== Segment start ==
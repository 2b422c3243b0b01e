//! 访客身份解析
//!
//! 负责两类伪身份：
//! - 会话 ID：`<epoch-millis>-<random base36>`，存放在会话级存储中
//! - 设备指纹：由环境信号哈希得到，存放在持久存储中
//!
//! 存储不可用时回退到临时随机标识，从不向调用方抛错。

pub mod fingerprint;
pub mod storage;

use std::fmt;
use std::sync::Arc;

use chrono::Utc;
use serde::{Deserialize, Serialize};
use tracing::{debug, trace};

pub use fingerprint::{DeviceSignals, ScreenInfo, djb2_xor, generate_fingerprint};
pub use storage::{DisabledStorage, FileStorage, KeyValueStorage, MemoryStorage};

/// 浏览器存储键
pub mod keys {
    /// 会话级：当前会话 ID
    pub const SESSION_ID: &str = "analytics_session_id";
    /// 持久：设备指纹
    pub const FINGERPRINT: &str = "device_fingerprint";
    /// 持久：Cookie 同意记录
    pub const CONSENT: &str = "cookie_consent";
    /// 持久：咨询弹窗关闭时间
    pub const POPUP_DISMISSED: &str = "consultation_popup_dismissed";
    /// 持久：旧版本读取的会话 ID 副本
    pub const LEGACY_SESSION_ID: &str = "visitor_session_id";
}

const BASE36: &[u8] = b"0123456789abcdefghijklmnopqrstuvwxyz";
const RANDOM_SUFFIX_LEN: usize = 9;

/// 会话 ID
#[derive(Debug, Clone, PartialEq, Eq, Hash, Serialize, Deserialize)]
#[serde(transparent)]
pub struct SessionId(String);

impl SessionId {
    /// 生成新的会话 ID
    pub fn mint() -> Self {
        Self(format!(
            "{}-{}",
            Utc::now().timestamp_millis(),
            random_base36(RANDOM_SUFFIX_LEN)
        ))
    }

    pub fn as_str(&self) -> &str {
        &self.0
    }
}

impl From<String> for SessionId {
    fn from(value: String) -> Self {
        Self(value)
    }
}

impl From<&str> for SessionId {
    fn from(value: &str) -> Self {
        Self(value.to_string())
    }
}

impl fmt::Display for SessionId {
    fn fmt(&self, f: &mut fmt::Formatter<'_>) -> fmt::Result {
        f.write_str(&self.0)
    }
}

/// 设备指纹
#[derive(Debug, Clone, PartialEq, Eq, Hash, Serialize, Deserialize)]
#[serde(transparent)]
pub struct Fingerprint(String);

impl Fingerprint {
    /// 存储不可用时使用的随机指纹
    pub fn ephemeral() -> Self {
        Self(random_base36(RANDOM_SUFFIX_LEN))
    }

    pub fn as_str(&self) -> &str {
        &self.0
    }
}

impl From<String> for Fingerprint {
    fn from(value: String) -> Self {
        Self(value)
    }
}

impl From<&str> for Fingerprint {
    fn from(value: &str) -> Self {
        Self(value.to_string())
    }
}

impl fmt::Display for Fingerprint {
    fn fmt(&self, f: &mut fmt::Formatter<'_>) -> fmt::Result {
        f.write_str(&self.0)
    }
}

/// 生成指定长度的 base36 随机串
pub fn random_base36(length: usize) -> String {
    std::iter::repeat_with(|| BASE36[rand::random_range(0..BASE36.len())] as char)
        .take(length)
        .collect()
}

/// 身份解析器
///
/// 持有会话级与持久两份存储，测试时可分别注入。
#[derive(Clone)]
pub struct IdentityResolver {
    session_storage: Arc<dyn KeyValueStorage>,
    durable_storage: Arc<dyn KeyValueStorage>,
}

impl IdentityResolver {
    pub fn new(
        session_storage: Arc<dyn KeyValueStorage>,
        durable_storage: Arc<dyn KeyValueStorage>,
    ) -> Self {
        Self {
            session_storage,
            durable_storage,
        }
    }

    /// 两份存储都在内存中的解析器
    pub fn in_memory() -> Self {
        Self::new(Arc::new(MemoryStorage::new()), Arc::new(MemoryStorage::new()))
    }

    /// 返回已有会话 ID，没有则生成并保存
    pub fn session_id(&self) -> SessionId {
        match self.session_storage.get(keys::SESSION_ID) {
            Ok(Some(existing)) if !existing.is_empty() => SessionId(existing),
            Ok(_) => {
                let id = SessionId::mint();
                if let Err(e) = self.session_storage.set(keys::SESSION_ID, id.as_str()) {
                    debug!("IdentityResolver: failed to persist session id: {}", e);
                }
                if let Err(e) = self
                    .durable_storage
                    .set(keys::LEGACY_SESSION_ID, id.as_str())
                {
                    trace!("IdentityResolver: legacy session key not written: {}", e);
                }
                trace!("IdentityResolver: minted session id {}", id);
                id
            }
            Err(e) => {
                debug!(
                    "IdentityResolver: session storage unavailable ({}), using ephemeral id",
                    e
                );
                SessionId::mint()
            }
        }
    }

    /// 返回已有指纹，没有则计算并保存
    pub fn fingerprint(&self, signals: &DeviceSignals) -> Fingerprint {
        match self.durable_storage.get(keys::FINGERPRINT) {
            Ok(Some(existing)) if !existing.is_empty() => Fingerprint(existing),
            Ok(_) => {
                let fp = generate_fingerprint(signals);
                if let Err(e) = self.durable_storage.set(keys::FINGERPRINT, fp.as_str()) {
                    debug!("IdentityResolver: failed to persist fingerprint: {}", e);
                }
                fp
            }
            Err(e) => {
                debug!(
                    "IdentityResolver: durable storage unavailable ({}), using ephemeral fingerprint",
                    e
                );
                Fingerprint::ephemeral()
            }
        }
    }

    pub fn durable_storage(&self) -> Arc<dyn KeyValueStorage> {
        Arc::clone(&self.durable_storage)
    }
}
== Segment end ==
Task instructions »
Working from the material above, reproduce it in full and unchanged.

Solution »
repository 2b422c3243b0b01e
//! 访客身份解析
//!
//! 负责两类伪身份：
//! - 会话 ID：`<epoch-millis>-<random base36>`，存放在会话级存储中
//! - 设备指纹：由环境信号哈希得到，存放在持久存储中
//!
//! 存储不可用时回退到临时随机标识，从不向调用方抛错。

pub mod fingerprint;
pub mod storage;

use std::fmt;
use std::sync::Arc;

use chrono::Utc;
use serde::{Deserialize, Serialize};
use tracing::{debug, trace};

pub use fingerprint::{DeviceSignals, ScreenInfo, djb2_xor, generate_fingerprint};
pub use storage::{DisabledStorage, FileStorage, KeyValueStorage, MemoryStorage};

/// 浏览器存储键
pub mod keys {
    /// 会话级：当前会话 ID
    pub const SESSION_ID: &str = "analytics_session_id";
    /// 持久：设备指纹
    pub const FINGERPRINT: &str = "device_fingerprint";
    /// 持久：Cookie 同意记录
    pub const CONSENT: &str = "cookie_consent";
    /// 持久：咨询弹窗关闭时间
    pub const POPUP_DISMISSED: &str = "consultation_popup_dismissed";
    /// 持久：旧版本读取的会话 ID 副本
    pub const LEGACY_SESSION_ID: &str = "visitor_session_id";
}

const BASE36: &[u8] = b"0123456789abcdefghijklmnopqrstuvwxyz";
const RANDOM_SUFFIX_LEN: usize = 9;

/// 会话 ID
#[derive(Debug, Clone, PartialEq, Eq, Hash, Serialize, Deserialize)]
#[serde(transparent)]
pub struct SessionId(String);

impl SessionId {
    /// 生成新的会话 ID
    pub fn mint() -> Self {
        Self(format!(
            "{}-{}",
            Utc::now().timestamp_millis(),
            random_base36(RANDOM_SUFFIX_LEN)
        ))
    }

    pub fn as_str(&self) -> &str {
        &self.0
    }
}

impl From<String> for SessionId {
    fn from(value: String) -> Self {
        Self(value)
    }
}

impl From<&str> for SessionId {
    fn from(value: &str) -> Self {
        Self(value.to_string())
    }
}

impl fmt::Display for SessionId {
    fn fmt(&self, f: &mut fmt::Formatter<'_>) -> fmt::Result {
        f.write_str(&self.0)
    }
}

/// 设备指纹
#[derive(Debug, Clone, PartialEq, Eq, Hash, Serialize, Deserialize)]
#[serde(transparent)]
pub struct Fingerprint(String);

impl Fingerprint {
    /// 存储不可用时使用的随机指纹
    pub fn ephemeral() -> Self {
        Self(random_base36(RANDOM_SUFFIX_LEN))
    }

    pub fn as_str(&self) -> &str {
        &self.0
    }
}

impl From<String> for Fingerprint {
    fn from(value: String) -> Self {
        Self(value)
    }
}

impl From<&str> for Fingerprint {
    fn from(value: &str) -> Self {
        Self(value.to_string())
    }
}

impl fmt::Display for Fingerprint {
    fn fmt(&self, f: &mut fmt::Formatter<'_>) -> fmt::Result {
        f.write_str(&self.0)
    }
}

/// 生成指定长度的 base36 随机串
pub fn random_base36(length: usize) -> String {
    std::iter::repeat_with(|| BASE36[rand::random_range(0..BASE36.len())] as char)
        .take(length)
        .collect()
}

/// 身份解析器
///
/// 持有会话级与持久两份存储，测试时可分别注入。
#[derive(Clone)]
pub struct IdentityResolver {
    session_storage: Arc<dyn KeyValueStorage>,
    durable_storage: Arc<dyn KeyValueStorage>,
}

impl IdentityResolver {
    pub fn new(
        session_storage: Arc<dyn KeyValueStorage>,
        durable_storage: Arc<dyn KeyValueStorage>,
    ) -> Self {
        Self {
            session_storage,
            durable_storage,
        }
    }

    /// 两份存储都在内存中的解析器
    pub fn in_memory() -> Self {
        Self::new(Arc::new(MemoryStorage::new()), Arc::new(MemoryStorage::new()))
    }

    /// 返回已有会话 ID，没有则生成并保存
    pub fn session_id(&self) -> SessionId {
        match self.session_storage.get(keys::SESSION_ID) {
            Ok(Some(existing)) if !existing.is_empty() => SessionId(existing),
            Ok(_) => {
                let id = SessionId::mint();
                if let Err(e) = self.session_storage.set(keys::SESSION_ID, id.as_str()) {
                    debug!("IdentityResolver: failed to persist session id: {}", e);
                }
                if let Err(e) = self
                    .durable_storage
                    .set(keys::LEGACY_SESSION_ID, id.as_str())
                {
                    trace!("IdentityResolver: legacy session key not written: {}", e);
                }
                trace!("IdentityResolver: minted session id {}", id);
                id
            }
            Err(e) => {
                debug!(
                    "IdentityResolver: session storage unavailable ({}), using ephemeral id",
                    e
                );
                SessionId::mint()
            }
        }
    }

    /// 返回已有指纹，没有则计算并保存
    pub fn fingerprint(&self, signals: &DeviceSignals) -> Fingerprint {
        match self.durable_storage.get(keys::FINGERPRINT) {
            Ok(Some(existing)) if !existing.is_empty() => Fingerprint(existing),
            Ok(_) => {
                let fp = generate_fingerprint(signals);
                if let Err(e) = self.durable_storage.set(keys::FINGERPRINT, fp.as_str()) {
                    debug!("IdentityResolver: failed to persist fingerprint: {}", e);
                }
                fp
            }
            Err(e) => {
                debug!(
                    "IdentityResolver: durable storage unavailable ({}), using ephemeral fingerprint",
                    e
                );
                Fingerprint::ephemeral()
            }
        }
    }

    pub fn durable_storage(&self) -> Arc<dyn KeyValueStorage> {
        Arc::clone(&self.durable_storage)
    }
}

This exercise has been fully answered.